UNITED STATES DISTRICT COURT SOUTHERN DISTRICT OF CALIFORNIA
Jun 22, 2017
Case No.: 3:16-CV-02192-BTM-NLS (S.D. Cal. Jun. 22, 2017)

Opinion

Case No.: 3:16-CV-02192-BTM-NLS

06-22-2017

BRIAN HAMMER, Plaintiffs, v. FEDERAL PUBLIC DEFENDER ORGANIZATION OF THE EASTERN DISTRICT OF CALIFORNIA, DOES 1-50, and UNITED STATES OF AMERICA, Defendants.


ORDER GRANTING DEFENDANT'S MOTION TO DISMISS

On August 30, 2016, Plaintiff Brian Hammer filed a complaint ("Complaint") against Defendants Federal Public Defender Organization of the Eastern District of California, Does 1-50 ("Federal Public Defender") and the United States of America ("United States"). Defendant United States moved to dismiss Plaintiff's Complaint pursuant to Federal Rule of Civil Procedure 12(b)(1). (ECF No. 11.) For the reasons discussed below, Defendant United States' motion is GRANTED.

I. BACKGROUND

On or about March 31, 2003, Plaintiff was found guilty of mail and wire fraud in the Eastern District of California, was subsequently sentenced to 36 months in prison, and ordered to pay restitution in the amount of $35,000. (ECF Nos. 1-2, Compl. ¶ 16.) However, Plaintiff contends that he should not have been required to pay any restitution because Plaintiff's father had previously settled with the victims in state court in May of 2002. Id. at ¶ 17. Plaintiff believes that the previous settlement was in "complete recompense" for his victim's losses and that the "related settlement offsets were incorrectly entered in the restitution sentencing table." (ECF No. 19, Reply in Response to Motion at 8.) Despite Plaintiff's belief, in August 2014 the U.S. Attorney's Office in the Eastern District of California sent Plaintiff a demand notice for $37,380. (Compl. ¶ 18).

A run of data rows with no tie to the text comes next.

//! Typed IDs for type-safe entity references.
//!
//! Every ledger record is tenant-scoped, so mixing up a `TenantId` and an
//! `AccountId` is exactly the kind of mistake these wrappers rule out.

use serde::{Deserialize, Serialize};
use uuid::Uuid;

/// Macro to generate typed ID wrappers.
macro_rules! typed_id {
    ($name:ident, $doc:expr) => {
        #[doc = $doc]
        #[derive(Debug, Clone, Copy, PartialEq, Eq, PartialOrd, Ord, Hash, Serialize, Deserialize)]
        #[serde(transparent)]
        pub struct $name(pub Uuid);

        impl $name {
            /// Creates a new random ID using UUID v7 (time-ordered).
            #[must_use]
            pub fn new() -> Self {
                Self(Uuid::now_v7())
            }

            /// Creates an ID from an existing UUID.
            #[must_use]
            pub const fn from_uuid(uuid: Uuid) -> Self {
                Self(uuid)
            }

            /// Returns the inner UUID.
            #[must_use]
            pub const fn into_inner(self) -> Uuid {
                self.0
            }
        }

        impl Default for $name {
            fn default() -> Self {
                Self::new()
            }
        }

        impl From<Uuid> for $name {
            fn from(uuid: Uuid) -> Self {
                Self(uuid)
            }
        }

        impl From<$name> for Uuid {
            fn from(id: $name) -> Self {
                id.0
            }
        }

        impl std::fmt::Display for $name {
            fn fmt(&self, f: &mut std::fmt::Formatter<'_>) -> std::fmt::Result {
                write!(f, "{}", self.0)
            }
        }

        impl std::str::FromStr for $name {
            type Err = uuid::Error;

            fn from_str(s: &str) -> Result<Self, Self::Err> {
                Ok(Self(Uuid::parse_str(s)?))
            }
        }
    };
}

typed_id!(TenantId, "Unique identifier for a tenant.");
typed_id!(UserId, "Unique identifier for a user acting on the ledger.");
typed_id!(
    AccountId,
    "Unique identifier for a chart of accounts entry."
);
typed_id!(TransactionId, "Unique identifier for a ledger transaction.");
typed_id!(JournalEntryId, "Unique identifier for a journal entry.");
typed_id!(FiscalPeriodId, "Unique identifier for a financial period.");
typed_id!(BudgetId, "Unique identifier for a budget.");
typed_id!(BudgetItemId, "Unique identifier for a budget line item.");
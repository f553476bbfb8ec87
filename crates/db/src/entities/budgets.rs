//! `SeaORM` Entity for budgets table.

use sea_orm::entity::prelude::*;
use serde::{Deserialize, Serialize};

use super::sea_orm_active_enums::BudgetStatus;

#[derive(Clone, Debug, PartialEq, DeriveEntityModel, Eq, Serialize, Deserialize)]
#[sea_orm(table_name = "budgets")]
pub struct Model {
    #[sea_orm(primary_key, auto_increment = false)]
    pub id: Uuid,
    pub tenant_id: Uuid,
    pub name: String,
    pub description: Option<String>,
    pub period_id: Option<Uuid>,
    pub start_date: Date,
    pub end_date: Date,
    #[sea_orm(column_type = "Decimal(Some((19, 4)))")]
    pub total_amount: Decimal,
    #[sea_orm(column_type = "Decimal(Some((19, 4)))")]
    pub allocated_amount: Decimal,
    #[sea_orm(column_type = "Decimal(Some((19, 4)))")]
    pub spent_amount: Decimal,
    #[sea_orm(column_type = "Decimal(Some((19, 4)))")]
    pub remaining_amount: Decimal,
    pub status: BudgetStatus,
    pub created_at: DateTimeWithTimeZone,
    pub updated_at: DateTimeWithTimeZone,
}

#[derive(Copy, Clone, Debug, EnumIter, DeriveRelation)]
pub enum Relation {
    #[sea_orm(
        belongs_to = "super::financial_periods::Entity",
        from = "Column::PeriodId",
        to = "super::financial_periods::Column::Id"
    )]
    FinancialPeriods,
    #[sea_orm(has_many = "super::budget_items::Entity")]
    BudgetItems,
}

impl Related<super::financial_periods::Entity> for Entity {
    fn to() -> RelationDef {
        Relation::FinancialPeriods.def()
    }
}

impl Related<super::budget_items::Entity> for Entity {
    fn to() -> RelationDef {
        Relation::BudgetItems.def()
    }
}

impl ActiveModelBehavior for ActiveModel {}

Plaintiff attempted three separate times to correct what he believed to be a "restitution error," but was unable to do so. Id. at ¶ 20. Plaintiff then contacted The Federal Public Defender's office seeking assistance in resolving the matter.

In February 2015, Magistrate Judge Carolyn K. Delaney appointed Defendant Federal Public Defenders to represent Plaintiff pursuant to 18 U.S.C. §3006A, and did so under Plaintiff's original case number. (Compl. at Ex. 1.) However, the Federal Public Defenders withdrew from representation four months later, claiming it could not "provide [Plaintiff] the assistance he desires." (Compl. at Ex. 2.) Plaintiff then initiated the present action against Defendants Federal Public Defender and the United States.

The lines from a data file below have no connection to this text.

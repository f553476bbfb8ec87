//! Journal entry types.

use chrono::{DateTime, NaiveDate, Utc};
use serde::{Deserialize, Serialize};
use tally_shared::types::{JournalEntryId, TenantId, UserId};

use crate::ledger::LedgerTransaction;

/// Lifecycle state of a journal entry.
#[derive(Debug, Clone, Copy, PartialEq, Eq, Hash, Serialize, Deserialize)]
#[serde(rename_all = "lowercase")]
pub enum JournalStatus {
    /// Open for attaching transactions.
    Draft,
    /// Terminal. Attached transactions are frozen.
    Posted,
    /// Terminal. Reached only from draft.
    Cancelled,
}

impl JournalStatus {
    /// Stable storage name.
    #[must_use]
    pub const fn as_str(self) -> &'static str {
        match self {
            Self::Draft => "draft",
            Self::Posted => "posted",
            Self::Cancelled => "cancelled",
        }
    }

    /// Returns true for posted and cancelled.
    #[must_use]
    pub const fn is_terminal(self) -> bool {
        !matches!(self, Self::Draft)
    }
}

impl std::fmt::Display for JournalStatus {
    fn fmt(&self, f: &mut std::fmt::Formatter<'_>) -> std::fmt::Result {
        f.write_str(self.as_str())
    }
}

/// A journal entry header.
#[derive(Debug, Clone, PartialEq, Eq, Serialize, Deserialize)]
pub struct JournalEntry {
    /// Unique identifier.
    pub id: JournalEntryId,
    /// Owning tenant.
    pub tenant_id: TenantId,
    /// Generated number, unique per tenant.
    pub number: String,
    /// Business date.
    pub entry_date: NaiveDate,
    /// Description.
    pub description: String,
    /// Lifecycle state.
    pub status: JournalStatus,
    /// Mirrors `status == Posted`.
    pub posted: bool,
    /// When the entry was posted.
    pub posted_at: Option<DateTime<Utc>>,
    /// Who posted the entry.
    pub posted_by: Option<UserId>,
    /// When the entry was cancelled.
    pub cancelled_at: Option<DateTime<Utc>>,
    /// Who cancelled the entry.
    pub cancelled_by: Option<UserId>,
    /// Creator.
    pub created_by: Option<UserId>,
    /// Creation timestamp.
    pub created_at: DateTime<Utc>,
    /// Last update timestamp.
    pub updated_at: DateTime<Utc>,
}

/// Input for creating a journal entry.
#[derive(Debug, Clone)]
pub struct NewJournalEntry {
    /// Business date.
    pub entry_date: NaiveDate,
    /// Description.
    pub description: String,
    /// Creator.
    pub created_by: Option<UserId>,
}

impl NewJournalEntry {
    /// Creates a journal entry input.
    #[must_use]
    pub fn new(entry_date: NaiveDate, description: impl Into<String>) -> Self {
        Self {
            entry_date,
            description: description.into(),
            created_by: None,
        }
    }
}

/// A journal entry together with its transactions.
#[derive(Debug, Clone, Serialize, Deserialize)]
pub struct JournalEntryWithTransactions {
    /// Header.
    pub entry: JournalEntry,
    /// Attached transactions, oldest first.
    pub transactions: Vec<LedgerTransaction>,
}
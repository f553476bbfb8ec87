//! General ledger facade.
//!
//! [`GeneralLedger`] exposes every ledger operation, tenant-scoped, on top of
//! a [`LedgerStore`]. It validates input through the pure services, lets the
//! store enforce commit-time guards, keeps the report cache coherent and
//! emits one structured log line per mutation.

mod accounts;
mod budgets;
mod journal;
mod periods;
mod reports;
mod transactions;

#[cfg(test)]
mod tests;

use std::future::Future;
use std::sync::Arc;

use chrono::{DateTime, NaiveDate, Utc};
use tally_shared::config::{AppConfig, LedgerConfig, NumberingMode};
use tally_shared::types::{CurrencyCode, TenantId};
use tracing::warn;

use crate::cache::{self, NoopReportCache, ReportCache};
use crate::error::{LedgerError, LedgerResult};
use crate::ledger::{NumberGenerator, NumberKind};
use crate::store::LedgerStore;

/// Double-entry general ledger over a storage backend.
pub struct GeneralLedger<S> {
    store: Arc<S>,
    cache: Arc<dyn ReportCache>,
    numbering: NumberingMode,
    number_attempts: u32,
    default_currency: CurrencyCode,
}

impl<S> Clone for GeneralLedger<S> {
    fn clone(&self) -> Self {
        Self {
            store: Arc::clone(&self.store),
            cache: Arc::clone(&self.cache),
            numbering: self.numbering,
            number_attempts: self.number_attempts,
            default_currency: self.default_currency,
        }
    }
}

impl<S: LedgerStore> GeneralLedger<S> {
    /// Creates a ledger with explicit settings.
    pub fn new(
        store: Arc<S>,
        config: &LedgerConfig,
        cache: Arc<dyn ReportCache>,
    ) -> LedgerResult<Self> {
        let default_currency = CurrencyCode::parse(&config.default_currency)
            .map_err(|_| LedgerError::InvalidCurrency(config.default_currency.clone()))?;
        Ok(Self {
            store,
            cache,
            numbering: config.numbering,
            number_attempts: config.number_attempts.max(1),
            default_currency,
        })
    }

    /// Creates a ledger from application configuration.
    pub fn from_config(store: Arc<S>, config: &AppConfig) -> LedgerResult<Self> {
        Self::new(store, &config.ledger, cache::from_config(&config.cache))
    }

    /// Creates a ledger with default settings and no report cache.
    pub fn uncached(store: Arc<S>) -> LedgerResult<Self> {
        Self::new(store, &LedgerConfig::default(), Arc::new(NoopReportCache))
    }

    /// Underlying store.
    #[must_use]
    pub fn store(&self) -> &S {
        &self.store
    }

    fn now() -> DateTime<Utc> {
        Utc::now()
    }

    fn today() -> NaiveDate {
        Utc::now().date_naive()
    }

    /// Runs a read, retrying once when the store reports a transient failure.
    async fn read<T, F, Fut>(&self, op: &'static str, f: F) -> LedgerResult<T>
    where
        F: Fn() -> Fut,
        Fut: Future<Output = LedgerResult<T>>,
    {
        match f().await {
            Err(err) if err.is_retryable() => {
                warn!(op, error = %err, "Read failed, retrying once");
                f().await
            }
            other => other,
        }
    }

    /// Drops every cached report of the tenant. Called after each write.
    fn invalidate(&self, tenant_id: TenantId) {
        self.cache.invalidate(tenant_id);
    }

    async fn next_number(
        &self,
        tenant_id: TenantId,
        kind: NumberKind,
        date: NaiveDate,
    ) -> LedgerResult<String> {
        match self.numbering {
            NumberingMode::Random => Ok(NumberGenerator::random(kind, date)),
            NumberingMode::Sequential => {
                let sequence = self
                    .store
                    .next_sequence(tenant_id, kind.sequence_name())
                    .await?;
                Ok(NumberGenerator::sequential(kind, date, sequence))
            }
        }
    }

    /// Builds and inserts a numbered record, regenerating the number on a
    /// uniqueness collision.
    async fn insert_numbered<T, B, I, Fut>(
        &self,
        tenant_id: TenantId,
        kind: NumberKind,
        date: NaiveDate,
        build: B,
        insert: I,
    ) -> LedgerResult<T>
    where
        B: Fn(String) -> T,
        I: Fn(T) -> Fut,
        Fut: Future<Output = LedgerResult<T>>,
    {
        for attempt in 1..=self.number_attempts {
            let number = self.next_number(tenant_id, kind, date).await?;
            match insert(build(number)).await {
                Err(LedgerError::DuplicateNumber(number)) => {
                    warn!(
                        tenant_id = %tenant_id,
                        number = %number,
                        attempt,
                        "Generated number already taken, regenerating"
                    );
                }
                other => return other,
            }
        }
        Err(LedgerError::NumberExhausted(self.number_attempts))
    }
}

The core of Plaintiff's argument is Defendant Federal Public Defender negligently and incompetently represented Plaintiff in correcting the 2003 restitution order. (Compl. ¶¶ 22, 24.) Plaintiff contends that the Federal Public Defender "knowingly and willfully...failed to acknowledge their mistakes" made during the course of representation, and their actions are "in violation of their express and implied duties" pursuant to the legal services agreement and public policy. (Compl. ¶ 24.)

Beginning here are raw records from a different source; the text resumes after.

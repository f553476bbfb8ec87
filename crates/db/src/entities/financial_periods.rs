//! `SeaORM` Entity for financial_periods table.

use sea_orm::entity::prelude::*;
use serde::{Deserialize, Serialize};

#[derive(Clone, Debug, PartialEq, DeriveEntityModel, Eq, Serialize, Deserialize)]
#[sea_orm(table_name = "financial_periods")]
pub struct Model {
    #[sea_orm(primary_key, auto_increment = false)]
    pub id: Uuid,
    pub tenant_id: Uuid,
    pub name: String,
    pub start_date: Date,
    pub end_date: Date,
    pub is_closed: bool,
    pub closed_at: Option<DateTimeWithTimeZone>,
    pub closed_by: Option<Uuid>,
    #[sea_orm(column_type = "Decimal(Some((19, 4)))")]
    pub total_revenue: Decimal,
    #[sea_orm(column_type = "Decimal(Some((19, 4)))")]
    pub total_expenses: Decimal,
    #[sea_orm(column_type = "Decimal(Some((19, 4)))")]
    pub net_income: Decimal,
    pub created_at: DateTimeWithTimeZone,
    pub updated_at: DateTimeWithTimeZone,
}

#[derive(Copy, Clone, Debug, EnumIter, DeriveRelation)]
pub enum Relation {
    #[sea_orm(has_many = "super::budgets::Entity")]
    Budgets,
}

impl Related<super::budgets::Entity> for Entity {
    fn to() -> RelationDef {
        Relation::Budgets.def()
    }
}

impl ActiveModelBehavior for ActiveModel {}
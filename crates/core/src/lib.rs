//! Core ledger logic for Tally.
//!
//! This crate contains the double-entry domain with ZERO web or database
//! dependencies. Domain types, validation rules and report derivations are
//! pure; persistence goes through the [`store::LedgerStore`] port.
//!
//! # Modules
//!
//! - `accounts` - Chart of accounts
//! - `ledger` - Double-entry transactions, numbering and balances
//! - `journal` - Journal entries and the posting lifecycle
//! - `fiscal` - Financial periods and closing
//! - `budget` - Budget tracking and variance analysis
//! - `reports` - Trial balance, income statement and balance sheet
//! - `cache` - Report cache port
//! - `store` - Storage port and in-memory backend
//! - `engine` - The `GeneralLedger` facade

pub mod accounts;
pub mod budget;
pub mod cache;
pub mod engine;
pub mod error;
pub mod fiscal;
pub mod journal;
pub mod ledger;
pub mod reports;
pub mod store;

pub use engine::GeneralLedger;
pub use error::{ErrorKind, LedgerError, LedgerResult};
pub use store::{LedgerStore, MemoryLedgerStore};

Both Defendants Federal Public Defender and the United States brought separate motions to dismiss Plaintiff's Complaint. The Court now considers United States' motion to dismiss.

II. DISCUSSION

A. Standards:

1. FRCP 12(b)(1) - Lack of Subject Matter Jurisdiction:

Rule 12(b)(1) provides a party may move to dismiss a complaint that "lack[s]...subject-matter jurisdiction." Fed.R.Civ.P.12(b)(1). A Rule 12(b)(1) attack on subject matter jurisdiction "may be facial or factual." Safe Air for Everyone v. Meyer, 373 F.3d 1035, 1039 (9th Cir. 2004) (quoting White v. Lee, 227 F.3d 1214, 1242 (9th Cir. 2000)). In a facial challenge, the movant argues that the allegations asserted in the complaint are "insufficient on their face to invoke federal jurisdiction," whereas in a factual attack, the movant challenges the truth of the allegations that "would otherwise invoke federal jurisdiction." Id. at 1039. When the attack is facial, as it is in the instant matter, the "court must accept the allegations as true and must draw all reasonable inferences in the plaintiff's favor." Romero v. Securus Technologies, Inc., 2016 WL 6157953, at 2 (S.D. Cal. Oct. 24, 2016) (quoting Wolfe v. Strankman, 392 F. 3d 358 (9th Cir. 2004).) However, as the federal courts are of limited jurisdiction, the burden of proving that an action lies within this limited jurisdiction "rests upon the party asserting jurisdiction," which in the present case is the Plaintiff. Kokkonen v. Guardian Life Ins. Co. of America, 511 U.S. 375, 377 (1994) (see also McNutt v. General Motors Acceptance Corp, 298 U.S. 178, 182-183 (1936).)

2. Sovereign Immunity:

The concept of sovereign immunity, which the Supreme Court has characterized as an "axiom of our jurisprudence," is the idea that the United States cannot be sued unless it has specifically consented. Price v. United States, 174 U.S. 373, 375-76 (1899). The presence of such consent is a "prerequisite for jurisdiction." United States v. Mitchell, 463 U.S. 206 (1983) (see also United States v. Sherwood, 312 U.S. 584, 586 (1941).) For the United States to consent to suit, a waiver of sovereign immunity must be unequivocally expressed by Congress, and any conditions Congress attaches to a waiver of sovereign immunity "must be strictly observed, and exceptions thereto are not to be lightly implied." Block v. North Dakota ex rel. Bd. of Univ. & Sch. Lands, 461 U.S. 273, 287 (1983). Accordingly, one must examine the terms and extent of the consent itself to "define [the] court's jurisdiction to entertain the suit." Mitchell, 463 U.S. at 538.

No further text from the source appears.